### Records provided

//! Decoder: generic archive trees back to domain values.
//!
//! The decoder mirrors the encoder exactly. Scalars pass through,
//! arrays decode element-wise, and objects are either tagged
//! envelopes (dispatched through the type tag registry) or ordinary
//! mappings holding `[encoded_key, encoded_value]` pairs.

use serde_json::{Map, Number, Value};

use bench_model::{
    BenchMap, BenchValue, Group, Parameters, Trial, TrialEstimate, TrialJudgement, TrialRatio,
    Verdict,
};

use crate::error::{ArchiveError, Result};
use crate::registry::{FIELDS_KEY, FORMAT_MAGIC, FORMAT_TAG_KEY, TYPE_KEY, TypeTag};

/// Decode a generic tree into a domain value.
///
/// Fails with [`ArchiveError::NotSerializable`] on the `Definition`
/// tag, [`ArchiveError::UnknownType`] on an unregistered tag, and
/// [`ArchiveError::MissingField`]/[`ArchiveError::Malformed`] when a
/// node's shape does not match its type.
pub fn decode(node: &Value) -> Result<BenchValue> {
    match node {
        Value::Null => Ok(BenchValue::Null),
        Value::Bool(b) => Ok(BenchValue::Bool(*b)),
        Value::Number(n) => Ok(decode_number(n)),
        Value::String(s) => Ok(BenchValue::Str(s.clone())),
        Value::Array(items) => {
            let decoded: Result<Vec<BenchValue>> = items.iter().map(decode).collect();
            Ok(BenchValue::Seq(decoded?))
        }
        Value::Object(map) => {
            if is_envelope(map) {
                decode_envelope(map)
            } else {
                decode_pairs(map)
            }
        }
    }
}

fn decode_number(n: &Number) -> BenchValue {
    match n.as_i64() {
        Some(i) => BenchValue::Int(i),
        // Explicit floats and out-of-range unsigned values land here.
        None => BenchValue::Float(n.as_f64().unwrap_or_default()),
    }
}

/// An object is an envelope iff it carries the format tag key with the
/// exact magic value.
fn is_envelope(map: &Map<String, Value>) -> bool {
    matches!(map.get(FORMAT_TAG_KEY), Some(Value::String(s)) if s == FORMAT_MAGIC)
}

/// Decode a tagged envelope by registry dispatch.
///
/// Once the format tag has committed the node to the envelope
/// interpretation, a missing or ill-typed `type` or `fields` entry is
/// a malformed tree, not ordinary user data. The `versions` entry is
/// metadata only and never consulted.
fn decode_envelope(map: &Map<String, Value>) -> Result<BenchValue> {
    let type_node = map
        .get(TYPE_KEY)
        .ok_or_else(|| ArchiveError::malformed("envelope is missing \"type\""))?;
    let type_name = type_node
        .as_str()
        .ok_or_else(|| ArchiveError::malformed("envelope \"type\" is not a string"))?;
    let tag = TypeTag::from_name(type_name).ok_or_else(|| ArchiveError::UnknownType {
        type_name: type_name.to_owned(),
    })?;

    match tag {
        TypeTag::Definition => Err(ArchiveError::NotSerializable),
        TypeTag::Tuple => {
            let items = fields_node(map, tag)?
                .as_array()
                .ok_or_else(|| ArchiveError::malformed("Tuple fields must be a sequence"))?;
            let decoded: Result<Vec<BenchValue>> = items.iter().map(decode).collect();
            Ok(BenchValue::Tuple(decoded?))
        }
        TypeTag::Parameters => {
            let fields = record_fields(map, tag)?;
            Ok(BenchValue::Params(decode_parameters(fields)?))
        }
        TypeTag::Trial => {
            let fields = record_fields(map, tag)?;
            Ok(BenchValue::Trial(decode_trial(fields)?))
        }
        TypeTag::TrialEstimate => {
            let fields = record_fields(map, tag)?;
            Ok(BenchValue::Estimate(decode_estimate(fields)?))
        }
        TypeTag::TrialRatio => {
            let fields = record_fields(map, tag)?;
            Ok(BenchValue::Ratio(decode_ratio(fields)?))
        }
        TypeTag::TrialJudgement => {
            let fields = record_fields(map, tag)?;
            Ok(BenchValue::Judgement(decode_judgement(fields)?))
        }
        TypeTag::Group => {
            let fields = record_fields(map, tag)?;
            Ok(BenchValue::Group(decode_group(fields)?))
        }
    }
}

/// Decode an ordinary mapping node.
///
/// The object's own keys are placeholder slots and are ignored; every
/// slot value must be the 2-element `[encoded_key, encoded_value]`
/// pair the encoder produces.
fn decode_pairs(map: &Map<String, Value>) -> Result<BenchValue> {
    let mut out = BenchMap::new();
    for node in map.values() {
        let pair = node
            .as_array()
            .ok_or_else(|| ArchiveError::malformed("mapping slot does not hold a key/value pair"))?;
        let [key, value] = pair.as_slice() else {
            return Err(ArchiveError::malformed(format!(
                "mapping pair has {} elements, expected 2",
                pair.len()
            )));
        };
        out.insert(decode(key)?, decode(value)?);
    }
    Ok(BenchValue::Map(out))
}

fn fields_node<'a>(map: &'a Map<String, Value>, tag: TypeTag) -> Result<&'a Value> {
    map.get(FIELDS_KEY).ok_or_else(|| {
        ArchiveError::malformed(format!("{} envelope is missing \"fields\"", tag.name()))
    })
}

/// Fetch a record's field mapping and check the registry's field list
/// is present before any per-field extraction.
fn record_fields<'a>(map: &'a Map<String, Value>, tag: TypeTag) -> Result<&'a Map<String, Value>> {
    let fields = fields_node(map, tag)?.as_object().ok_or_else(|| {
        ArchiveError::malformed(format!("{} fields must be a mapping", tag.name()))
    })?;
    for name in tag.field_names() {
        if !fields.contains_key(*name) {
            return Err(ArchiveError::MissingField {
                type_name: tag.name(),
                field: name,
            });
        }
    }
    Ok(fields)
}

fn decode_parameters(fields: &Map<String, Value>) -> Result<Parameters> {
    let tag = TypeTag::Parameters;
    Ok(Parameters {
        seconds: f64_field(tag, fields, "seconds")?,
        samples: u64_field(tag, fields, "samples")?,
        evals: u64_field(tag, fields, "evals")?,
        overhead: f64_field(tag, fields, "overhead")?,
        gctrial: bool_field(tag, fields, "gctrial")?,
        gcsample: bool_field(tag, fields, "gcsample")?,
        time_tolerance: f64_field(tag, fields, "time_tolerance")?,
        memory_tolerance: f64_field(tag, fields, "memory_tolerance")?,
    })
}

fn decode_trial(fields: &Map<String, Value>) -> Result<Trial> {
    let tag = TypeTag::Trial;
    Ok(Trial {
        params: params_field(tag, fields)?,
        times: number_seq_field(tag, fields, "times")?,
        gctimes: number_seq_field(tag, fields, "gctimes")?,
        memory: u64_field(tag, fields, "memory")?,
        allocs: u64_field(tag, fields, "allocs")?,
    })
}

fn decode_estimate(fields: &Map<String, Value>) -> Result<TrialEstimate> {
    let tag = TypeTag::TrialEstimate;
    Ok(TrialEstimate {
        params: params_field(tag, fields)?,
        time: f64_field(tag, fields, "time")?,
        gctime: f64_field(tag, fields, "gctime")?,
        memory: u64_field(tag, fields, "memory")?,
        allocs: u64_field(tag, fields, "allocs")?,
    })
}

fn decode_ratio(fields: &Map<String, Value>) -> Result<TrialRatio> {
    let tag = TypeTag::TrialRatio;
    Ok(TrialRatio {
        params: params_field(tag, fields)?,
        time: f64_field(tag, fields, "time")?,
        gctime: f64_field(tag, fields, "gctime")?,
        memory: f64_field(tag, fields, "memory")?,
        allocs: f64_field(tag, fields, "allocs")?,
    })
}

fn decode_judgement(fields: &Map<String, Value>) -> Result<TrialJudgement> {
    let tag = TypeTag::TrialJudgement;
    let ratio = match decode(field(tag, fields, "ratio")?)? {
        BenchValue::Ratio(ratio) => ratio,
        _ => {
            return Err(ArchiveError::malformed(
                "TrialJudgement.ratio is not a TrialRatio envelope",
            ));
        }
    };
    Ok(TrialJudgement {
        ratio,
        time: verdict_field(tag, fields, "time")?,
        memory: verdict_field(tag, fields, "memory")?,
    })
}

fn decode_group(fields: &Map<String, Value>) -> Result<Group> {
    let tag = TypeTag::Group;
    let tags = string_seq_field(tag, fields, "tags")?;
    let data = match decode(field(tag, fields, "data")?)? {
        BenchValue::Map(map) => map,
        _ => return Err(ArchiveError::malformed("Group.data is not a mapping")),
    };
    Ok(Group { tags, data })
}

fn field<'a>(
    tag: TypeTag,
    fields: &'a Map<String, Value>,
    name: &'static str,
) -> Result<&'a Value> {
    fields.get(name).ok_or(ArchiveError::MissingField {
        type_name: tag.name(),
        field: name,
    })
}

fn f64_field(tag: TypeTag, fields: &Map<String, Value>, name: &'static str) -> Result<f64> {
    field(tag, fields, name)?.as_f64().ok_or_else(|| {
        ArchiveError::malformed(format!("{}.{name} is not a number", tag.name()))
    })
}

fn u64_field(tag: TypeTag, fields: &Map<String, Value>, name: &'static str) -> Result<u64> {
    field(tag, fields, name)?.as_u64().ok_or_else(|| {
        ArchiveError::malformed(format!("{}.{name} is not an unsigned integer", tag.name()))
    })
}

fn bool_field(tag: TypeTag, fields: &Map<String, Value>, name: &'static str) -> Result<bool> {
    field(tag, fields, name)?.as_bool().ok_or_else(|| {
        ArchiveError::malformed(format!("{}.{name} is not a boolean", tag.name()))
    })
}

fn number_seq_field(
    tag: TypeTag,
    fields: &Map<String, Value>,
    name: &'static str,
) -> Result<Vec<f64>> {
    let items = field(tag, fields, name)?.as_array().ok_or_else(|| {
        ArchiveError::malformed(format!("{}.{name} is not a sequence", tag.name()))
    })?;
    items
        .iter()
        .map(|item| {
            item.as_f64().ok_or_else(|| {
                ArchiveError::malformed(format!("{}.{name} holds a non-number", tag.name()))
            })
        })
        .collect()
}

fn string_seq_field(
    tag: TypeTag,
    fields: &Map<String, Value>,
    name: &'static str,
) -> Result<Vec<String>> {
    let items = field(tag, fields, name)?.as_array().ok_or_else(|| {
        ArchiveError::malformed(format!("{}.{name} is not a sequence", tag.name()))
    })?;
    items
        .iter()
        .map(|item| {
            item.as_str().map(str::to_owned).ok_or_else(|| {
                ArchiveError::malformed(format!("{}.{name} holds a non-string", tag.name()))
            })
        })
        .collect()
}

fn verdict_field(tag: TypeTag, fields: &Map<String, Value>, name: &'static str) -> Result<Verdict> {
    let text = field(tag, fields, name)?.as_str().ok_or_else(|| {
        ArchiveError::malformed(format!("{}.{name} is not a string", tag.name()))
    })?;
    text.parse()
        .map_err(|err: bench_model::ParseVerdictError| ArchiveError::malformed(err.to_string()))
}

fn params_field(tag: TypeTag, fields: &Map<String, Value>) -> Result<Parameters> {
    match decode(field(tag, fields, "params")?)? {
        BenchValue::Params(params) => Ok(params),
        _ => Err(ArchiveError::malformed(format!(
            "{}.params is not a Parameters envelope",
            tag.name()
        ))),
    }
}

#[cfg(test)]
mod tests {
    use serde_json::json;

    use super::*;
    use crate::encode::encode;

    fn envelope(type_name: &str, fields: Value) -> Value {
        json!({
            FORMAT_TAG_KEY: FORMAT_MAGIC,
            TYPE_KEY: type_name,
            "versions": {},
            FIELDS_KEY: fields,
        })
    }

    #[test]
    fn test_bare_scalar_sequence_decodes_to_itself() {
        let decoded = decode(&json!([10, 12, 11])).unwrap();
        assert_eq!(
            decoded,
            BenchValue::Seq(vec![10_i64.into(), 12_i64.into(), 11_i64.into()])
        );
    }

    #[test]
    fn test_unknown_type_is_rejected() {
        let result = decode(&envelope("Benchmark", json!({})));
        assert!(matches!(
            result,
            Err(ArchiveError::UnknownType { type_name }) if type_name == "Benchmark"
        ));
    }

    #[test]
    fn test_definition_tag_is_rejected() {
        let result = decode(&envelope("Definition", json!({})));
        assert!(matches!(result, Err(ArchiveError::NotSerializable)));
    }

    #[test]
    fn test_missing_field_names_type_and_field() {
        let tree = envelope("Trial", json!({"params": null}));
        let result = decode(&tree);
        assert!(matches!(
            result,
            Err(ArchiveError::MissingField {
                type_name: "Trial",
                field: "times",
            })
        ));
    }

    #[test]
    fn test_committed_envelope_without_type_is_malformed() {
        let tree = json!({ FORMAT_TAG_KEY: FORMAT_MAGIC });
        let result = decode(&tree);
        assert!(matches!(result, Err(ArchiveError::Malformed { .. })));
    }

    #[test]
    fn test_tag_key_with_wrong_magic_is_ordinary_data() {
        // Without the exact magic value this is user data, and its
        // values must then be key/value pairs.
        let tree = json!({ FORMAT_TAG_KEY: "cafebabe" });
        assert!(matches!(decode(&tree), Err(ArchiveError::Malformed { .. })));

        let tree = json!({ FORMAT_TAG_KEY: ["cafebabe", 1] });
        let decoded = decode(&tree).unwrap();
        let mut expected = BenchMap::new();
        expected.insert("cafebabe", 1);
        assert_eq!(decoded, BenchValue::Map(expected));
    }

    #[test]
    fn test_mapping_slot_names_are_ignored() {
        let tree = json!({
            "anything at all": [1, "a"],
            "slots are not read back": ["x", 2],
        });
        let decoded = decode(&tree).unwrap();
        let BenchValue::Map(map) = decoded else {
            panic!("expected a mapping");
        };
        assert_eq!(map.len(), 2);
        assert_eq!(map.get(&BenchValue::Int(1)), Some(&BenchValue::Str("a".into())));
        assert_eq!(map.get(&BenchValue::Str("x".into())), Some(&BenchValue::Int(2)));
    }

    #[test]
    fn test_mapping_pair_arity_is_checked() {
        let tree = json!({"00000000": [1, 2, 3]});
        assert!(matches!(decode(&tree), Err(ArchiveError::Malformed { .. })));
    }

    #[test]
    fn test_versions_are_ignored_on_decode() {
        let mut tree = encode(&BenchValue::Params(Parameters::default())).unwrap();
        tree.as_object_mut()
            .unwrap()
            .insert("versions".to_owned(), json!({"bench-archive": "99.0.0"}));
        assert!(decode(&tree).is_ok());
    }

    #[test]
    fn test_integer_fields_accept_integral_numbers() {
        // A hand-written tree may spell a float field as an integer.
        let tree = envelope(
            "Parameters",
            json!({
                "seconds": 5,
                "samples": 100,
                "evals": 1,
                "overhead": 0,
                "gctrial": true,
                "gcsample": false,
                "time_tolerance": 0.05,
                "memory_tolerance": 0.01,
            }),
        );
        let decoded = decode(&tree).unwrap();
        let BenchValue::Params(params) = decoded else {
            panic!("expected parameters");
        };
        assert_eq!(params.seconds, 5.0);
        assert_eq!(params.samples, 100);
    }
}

### Problem to solve
Once you reach the line with "for node in" in the data above, copy it and every line after it exactly, up to and including the line with "fn fields_node<'a>(map: &'a".

### The completed task
    for node in map.values() {
        let pair = node
            .as_array()
            .ok_or_else(|| ArchiveError::malformed("mapping slot does not hold a key/value pair"))?;
        let [key, value] = pair.as_slice() else {
            return Err(ArchiveError::malformed(format!(
                "mapping pair has {} elements, expected 2",
                pair.len()
            )));
        };
        out.insert(decode(key)?, decode(value)?);
    }
    Ok(BenchValue::Map(out))
}

fn fields_node<'a>(map: &'a Map<String, Value>, tag: TypeTag) -> Result<&'a Value> {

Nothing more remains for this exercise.